Perhaps Kieswetter may feel a little unfortunate. Asked to open the innings - a novel experience at the time - he was then moved back into the middle-order to accommodate a faltering Kevin Pietersen. His keeping, while raw - especially to spinners - has improved steadily and, aged 25, his best years should be ahead of him. In truth, though, he has not grasped the opportunity as he might have done. England have invested nearly three years in him but he never really showed any mastery of pacing an ODI innings and continued to face more dot balls than was acceptable. After 46 ODIs, he has had his chance.

He faces an uncertain future. If England now see his Somerset team-mate Jos Buttler as a more viable wicketkeeping option, they would be quite within their rights to request that Somerset give him the gloves ahead of Kieswetter whenever possible. While that decision will remain Somerset's, they will be well aware of the importance of the success of the England team in funding the game throughout the land and mindful of their responsibility to help the national side whenever possible.

Kieswetter may also reflect that, if he is to win back a place, it is likely to be in the middle-order. Opening the batting with Somerset - as he does at present in limited-overs cricket - will be of little value. Hampshire, who have sought a new keeper for some time, is one obvious venue; Worcestershire is somewhat less likely due to their financial situation. Hampshire's current keeper, Michael Bates, 22, is quite excellent behind the stumps but a modest batsman, while Worcestershire have just signed a 24-year-old with a far-from-glorious record in the Birmingham League.

As things stand, it appears likely that Jonny Bairstow will be handed the gloves in ODIs when England arrive in New Zealand.
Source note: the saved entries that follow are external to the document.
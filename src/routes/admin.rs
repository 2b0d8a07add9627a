use axum::extract::{Path, State};
use axum::routing::{get, post};
use axum::{Extension, Router};
use chrono::Utc;

use super::dashboard::dashboard_stats;
use super::resource::resource_routes;
use super::upload::upload_routes;
use crate::app_state::SharedState;
use crate::auth::AuthUser;
use crate::error::ApiError;
use crate::models::ads::{AdBookings, AdSlots, NewAdBooking};
use crate::models::banner::Banners;
use crate::models::blacklist::Blacklist;
use crate::models::blog::BlogPosts;
use crate::models::enquiry::Enquiries;
use crate::models::faq::Faqs;
use crate::models::feature_flag::FeatureFlags;
use crate::models::plan::{NewSubscription, Plans, Subscriptions};
use crate::models::property::Properties;
use crate::models::remote_config::{self, ConfigValue};
use crate::models::support::{SupportMessages, SupportReply};
use crate::models::tenant_requirement::TenantRequirements;
use crate::models::Resource;
use crate::response::{ApiJson, ApiResponse};
use crate::supabase::{Filter, Row, TableQuery};

async fn me(Extension(user): Extension<AuthUser>) -> ApiResponse<AuthUser> {
    ApiResponse::ok(user)
}

async fn list_remote_config(
    State(state): State<SharedState>,
) -> Result<ApiResponse<Vec<Row>>, ApiError> {
    let page = state
        .store
        .select(remote_config::TABLE, &TableQuery::new().order("key.asc"))
        .await?;
    Ok(ApiResponse::ok(page.rows))
}

async fn get_remote_config(
    State(state): State<SharedState>,
    Path(key): Path<String>,
) -> Result<ApiResponse<Row>, ApiError> {
    let row = state
        .store
        .find_one(remote_config::TABLE, TableQuery::new().eq("key", key))
        .await?
        .ok_or_else(|| ApiError::not_found("Config key"))?;
    Ok(ApiResponse::ok(row))
}

async fn put_remote_config(
    State(state): State<SharedState>,
    Path(key): Path<String>,
    ApiJson(body): ApiJson<ConfigValue>,
) -> Result<ApiResponse<Row>, ApiError> {
    let row = body.into_row(&key)?;
    let saved = state.store.upsert(remote_config::TABLE, row, "key").await?;
    tracing::info!(%key, "remote config saved");
    Ok(ApiResponse::ok(saved).message("Config saved successfully"))
}

async fn delete_remote_config(
    State(state): State<SharedState>,
    Path(key): Path<String>,
) -> Result<ApiResponse<()>, ApiError> {
    let removed = state
        .store
        .delete(remote_config::TABLE, &[Filter::eq("key", key.clone())])
        .await?;
    if removed.is_empty() {
        return Err(ApiError::not_found("Config key"));
    }
    tracing::info!(%key, "remote config deleted");
    Ok(ApiResponse::done("Config deleted successfully"))
}

fn remote_config_routes() -> Router<SharedState> {
    Router::new().route("/", get(list_remote_config)).route(
        "/{key}",
        get(get_remote_config)
            .put(put_remote_config)
            .delete(delete_remote_config),
    )
}

async fn create_subscription(
    State(state): State<SharedState>,
    ApiJson(body): ApiJson<NewSubscription>,
) -> Result<ApiResponse<Row>, ApiError> {
    let query = TableQuery::new().eq("id", body.plan_id.trim());
    let plan = state
        .store
        .find_one(Plans::TABLE, query)
        .await?
        .ok_or_else(|| ApiError::not_found(Plans::NAME))?;

    let row = body.activate(&plan, Utc::now())?;
    let created = state.store.insert(Subscriptions::TABLE, row).await?;
    tracing::info!(id = ?created.get("id"), "subscription activated");

    Ok(ApiResponse::created(created).message("Subscription created successfully"))
}

async fn create_ad_booking(
    State(state): State<SharedState>,
    ApiJson(body): ApiJson<NewAdBooking>,
) -> Result<ApiResponse<Row>, ApiError> {
    let query = TableQuery::new().eq("id", body.slot_id.trim());
    let slot = state
        .store
        .find_one(AdSlots::TABLE, query)
        .await?
        .ok_or_else(|| ApiError::not_found(AdSlots::NAME))?;

    let row = body.price_against(&slot)?;
    let created = state.store.insert(AdBookings::TABLE, row).await?;
    tracing::info!(id = ?created.get("id"), amount = ?created.get("amount"), "ad booking created");

    Ok(ApiResponse::created(created).message("Ad booking created successfully"))
}

async fn reply_to_support(
    State(state): State<SharedState>,
    Extension(admin): Extension<AuthUser>,
    Path(id): Path<String>,
    ApiJson(body): ApiJson<SupportReply>,
) -> Result<ApiResponse<Row>, ApiError> {
    let patch = body.into_patch(&admin.id)?;
    let row = state
        .store
        .update(SupportMessages::TABLE, &[Filter::eq("id", id.clone())], patch)
        .await?
        .into_iter()
        .next()
        .ok_or_else(|| ApiError::not_found(SupportMessages::NAME))?;
    tracing::info!(%id, admin = %admin.id, "support message answered");

    Ok(ApiResponse::ok(row).message("Reply sent successfully"))
}

/// Everything under `/api/admin`. Authentication layers are applied by the caller.
pub fn admin_routes() -> Router<SharedState> {
    Router::new()
        .route("/me", get(me))
        .route("/dashboard/stats", get(dashboard_stats))
        .merge(upload_routes())
        .nest("/properties", resource_routes::<Properties>())
        .nest("/blog", resource_routes::<BlogPosts>())
        .nest("/banners", resource_routes::<Banners>())
        .nest("/faqs", resource_routes::<Faqs>())
        .nest("/feature-flags", resource_routes::<FeatureFlags>())
        .nest("/remote-config", remote_config_routes())
        .nest("/plans", resource_routes::<Plans>())
        .nest(
            "/subscriptions",
            resource_routes::<Subscriptions>().route("/", post(create_subscription)),
        )
        .nest("/enquiries", resource_routes::<Enquiries>())
        .nest(
            "/tenant-requirements",
            resource_routes::<TenantRequirements>(),
        )
        .nest("/blacklist", resource_routes::<Blacklist>())
        .nest(
            "/support",
            resource_routes::<SupportMessages>().route("/{id}/reply", post(reply_to_support)),
        )
        .nest("/ad-slots", resource_routes::<AdSlots>())
        .nest(
            "/ad-bookings",
            resource_routes::<AdBookings>().route("/", post(create_ad_booking)),
        )
}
Even that is not certain, however, as Buttler is currently the man in possession and could produce a match-winning performance in the final ODI in India that would make him hard to drop. As a consequence, it is hard to ignore the conclusion that, just six games ahead of the Champions Trophy, England are back to square one when it comes to knowing who their best ODI keeper might be.

Neither Bairstow or Buttler - both of whom are also competing for the position in T20s - would claim to be the finished article with bat or gloves. Buttler is not even first-choice keeper with his county. They are developing talents. They need careful nurturing to fulfil their huge potential. Premature exposure and subsequent disappointment will hurt more often that it helps.

The concern is that England will commit the same error as they have so often in the past: promote a keeper before they are ready and then jettison them too soon with shattering consequences for the rest of their careers. There are copious examples: Chris Read, James Foster and, to a lesser extent, Steven Davies were all fast-tracked into the side and, when it became clear that the elevation came too soon, spat back out, often with harsh judgements made about their value.

Little mind seems to have been paid to their subsequent improvement, either. Certainly in the case of Read, a vastly underrated batsman, and Foster, who may still be the best keeper in the world, England have missed out on the finest years of their careers. Both remain high-quality cricketers but missed out largely because England went through a long period where they insisted their keepers in ODI cricket also opened the batting.

There is a lesson here for England. They must be careful not to rush Ben Foakes, the highly rated 19-year-old from Essex, who they have fast-tracked into the Lions squad after only five first-class appearances as the only wicketkeeper on their short trip to Australia. He is some way from commanding a first-team place at Essex - Foster and, perhaps, the unsung Adam Wheater stand ahead of him - and will surely fare better in international cricket if he is allowed time to develop in domestic cricket first.

Few players - be they batsmen, bowlers or wicketkeepers - are at their best in their early twenties. Perhaps, if England really do see the Champions Trophy as a priority, they should consider selecting a more mature professional as their keeper. Read, Foster, Phil Mustard, Matt Prior and Tim Ambrose - players who have experienced the highs and lows of a life in professional sport and learned the techniques and coping mechanisms to deal with it - would all do a decent job and might allow young talents the time to learn their trade away from the unforgiving spotlight.